= AIM OF THE EXERCISE =
Only lines holding the word "second" are wanted from the records; copy all of them.

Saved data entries
■ ■ ■

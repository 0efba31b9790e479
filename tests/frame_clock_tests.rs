/// FrameClock and FpsMonitor integration tests
/// Drives the full pipeline on a virtual clock: renderer, contention simulator,
/// lag signalling and frame-rate observation
use bore_dashboard::models::{BiasMode, RenderState};
use bore_dashboard::render::{
    iteration_color, Clock, FpsMonitor, FrameClock, FrameDecision, FrameSignal, PipelineSettings,
    VirtualClock, MAX_ITERATIONS, NOISE_COLOR,
};
use std::cell::Cell;

#[derive(Default)]
struct CountingSignal(Cell<u32>);

impl FrameSignal for CountingSignal {
    fn request_next_frame(&self) {
        self.0.set(self.0.get() + 1);
    }
}

fn seeded_clock(width: usize, height: usize) -> (FrameClock<VirtualClock>, VirtualClock) {
    let vc = VirtualClock::new();
    let settings = PipelineSettings {
        seed: Some(1234),
        ..Default::default()
    };
    let fc = FrameClock::with_settings(vc.clone(), width, height, settings)
        .expect("Failed to create FrameClock");
    (fc, vc)
}

#[test]
fn test_fair_contention_duty_cycle() {
    eprintln!("\n=== TEST: Fair Contention Duty Cycle ===");
    let (mut fc, vc) = seeded_clock(40, 30);
    let signal = CountingSignal::default();
    fc.start(RenderState::new(true, BiasMode::Fair));

    let mut stalls = 0;
    let mut degraded = 0;
    for n in 0..90u64 {
        vc.advance_ms(16.7);
        let report = fc.tick(&signal).expect("armed clock must tick");
        assert_eq!(report.frame_index, n);
        assert_eq!(report.lag, n % 30 < 12);
        match report.decision {
            FrameDecision::Stalled => stalls += 1,
            FrameDecision::Degraded => degraded += 1,
            FrameDecision::Fresh => panic!("contended frame {} delivered clean", n),
        }
    }

    eprintln!("[TEST] {} stalls, {} degraded over 3 windows", stalls, degraded);
    assert_eq!(stalls, 36);
    assert_eq!(degraded, 54);
    assert_eq!(signal.0.get(), 90, "every tick re-arms");
    println!("[TEST] ✓ 12 of every 30 frames stall under fair contention");
}

#[test]
fn test_latency_biased_never_lags() {
    eprintln!("\n=== TEST: Latency-Biased Never Lags ===");
    let (mut fc, vc) = seeded_clock(40, 30);
    let signal = CountingSignal::default();
    fc.start(RenderState::new(true, BiasMode::LatencyBiased));

    for _ in 0..60 {
        vc.advance_ms(16.7);
        let report = fc.tick(&signal).unwrap();
        assert!(!report.lag);
        assert_eq!(report.decision, FrameDecision::Fresh);
        let frame = report.frame.expect("fresh frame must be present");
        assert!(frame.pixels().all(|px| px != NOISE_COLOR));
    }
    println!("[TEST] ✓ Latency-biased mode renders every frame clean");
}

#[test]
fn test_idle_frames_follow_clock_time() {
    eprintln!("\n=== TEST: Idle Frames Follow Clock Time ===");
    let (mut fc, vc) = seeded_clock(40, 30);
    let signal = CountingSignal::default();
    fc.start(RenderState::default());

    vc.set_ms(1000.0);
    let expected = fc.renderer().render(vc.now_ms());
    let report = fc.tick(&signal).unwrap();
    assert_eq!(report.elapsed_ms, 1000.0);
    assert_eq!(report.frame.unwrap(), &expected);
    println!("[TEST] ✓ Fresh frame equals a direct render at the sampled time");
}

#[test]
fn test_state_change_restarts_pipeline() {
    eprintln!("\n=== TEST: State Change Restarts Pipeline ===");
    let (mut fc, vc) = seeded_clock(20, 15);
    let signal = CountingSignal::default();

    fc.start(RenderState::new(true, BiasMode::Fair));
    for _ in 0..20 {
        vc.advance_ms(16.7);
        fc.tick(&signal);
    }
    let generation = fc.generation();

    eprintln!("[TEST] Switching to latency-biased mid-window");
    fc.start(RenderState::new(true, BiasMode::LatencyBiased));
    assert_eq!(fc.generation(), generation + 1);
    assert_eq!(fc.state(), Some(RenderState::new(true, BiasMode::LatencyBiased)));

    eprintln!("[TEST] Switching back continues the frame counter at 20");
    fc.start(RenderState::new(true, BiasMode::Fair));
    let report = fc.tick(&signal).unwrap();
    assert_eq!(report.frame_index, 20);
    assert!(!report.lag, "frame 20 lies outside the stall window");
    assert_eq!(report.decision, FrameDecision::Degraded);

    eprintln!("[TEST] Ticking into the next window stalls on frame 30");
    for n in 21..30u64 {
        vc.advance_ms(16.7);
        assert_eq!(fc.tick(&signal).unwrap().frame_index, n);
    }
    vc.advance_ms(16.7);
    let report = fc.tick(&signal).unwrap();
    assert_eq!(report.frame_index, 30);
    assert!(report.lag);
    assert!(report.frame.is_some(), "stall shows the retained frame 29");

    fc.cancel();
    assert!(fc.tick(&signal).is_none());
    println!("[TEST] ✓ Restarts rebuild the pipeline but keep n monotonic");
}

#[test]
fn test_color_rule_is_clamped() {
    eprintln!("\n=== TEST: Color Rule ===");
    assert_eq!(iteration_color(MAX_ITERATIONS), [255, 255, 255, 255]);
    assert_eq!(iteration_color(MAX_ITERATIONS + 50), iteration_color(MAX_ITERATIONS));
    for i in 1..=MAX_ITERATIONS {
        let [r, g, b, a] = iteration_color(i);
        let [pr, pg, pb, _] = iteration_color(i - 1);
        assert_eq!(a, 255);
        assert!(r >= pr && g >= pg && b >= pb, "color wrapped at i={}", i);
    }
    println!("[TEST] ✓ Saturated iterations map to white");
}

#[test]
fn test_fps_counts_every_tick_at_steady_rate() {
    eprintln!("\n=== TEST: FPS Monitor Steady Rate ===");
    let vc = VirtualClock::new();
    let mut fps = FpsMonitor::new(vc.now_ms());
    let mut readings = Vec::new();

    // 50 ticks per second for 5 seconds
    for _ in 0..250 {
        vc.advance_ms(20.0);
        if let Some(reading) = fps.record_tick(vc.now_ms()) {
            readings.push(reading);
        }
    }

    eprintln!("[TEST] Readings: {:?}", readings);
    assert_eq!(readings.len(), 5);
    for reading in &readings {
        assert!((reading - 50.0).abs() < 1e-6);
    }
    assert_eq!(fps.display_fps(), Some(50));
    println!("[TEST] ✓ One reading per second equal to the tick rate");
}

#[test]
fn test_fps_counts_stalled_ticks() {
    eprintln!("\n=== TEST: FPS Counts Stalled Ticks ===");
    let (mut fc, vc) = seeded_clock(8, 6);
    let signal = CountingSignal::default();
    let mut fps = FpsMonitor::new(fc.now_ms());
    fc.start(RenderState::new(true, BiasMode::Fair));

    let mut last = None;
    for _ in 0..60 {
        vc.advance_ms(1000.0 / 60.0);
        if let Some(reading) = fps.record_tick(fc.now_ms()) {
            last = Some(reading);
        }
        fc.tick(&signal);
    }

    let reading = last.expect("one window should have closed");
    eprintln!("[TEST] Reading under contention: {:.2}", reading);
    assert!((reading - 60.0).abs() < 0.5);
    println!("[TEST] ✓ Monitor measures opportunities, not fresh frames");
}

■ ■ ■

= ANSWER =
    // 50 ticks per second for 5 seconds
    println!("[TEST] ✓ One reading per second equal to the tick rate");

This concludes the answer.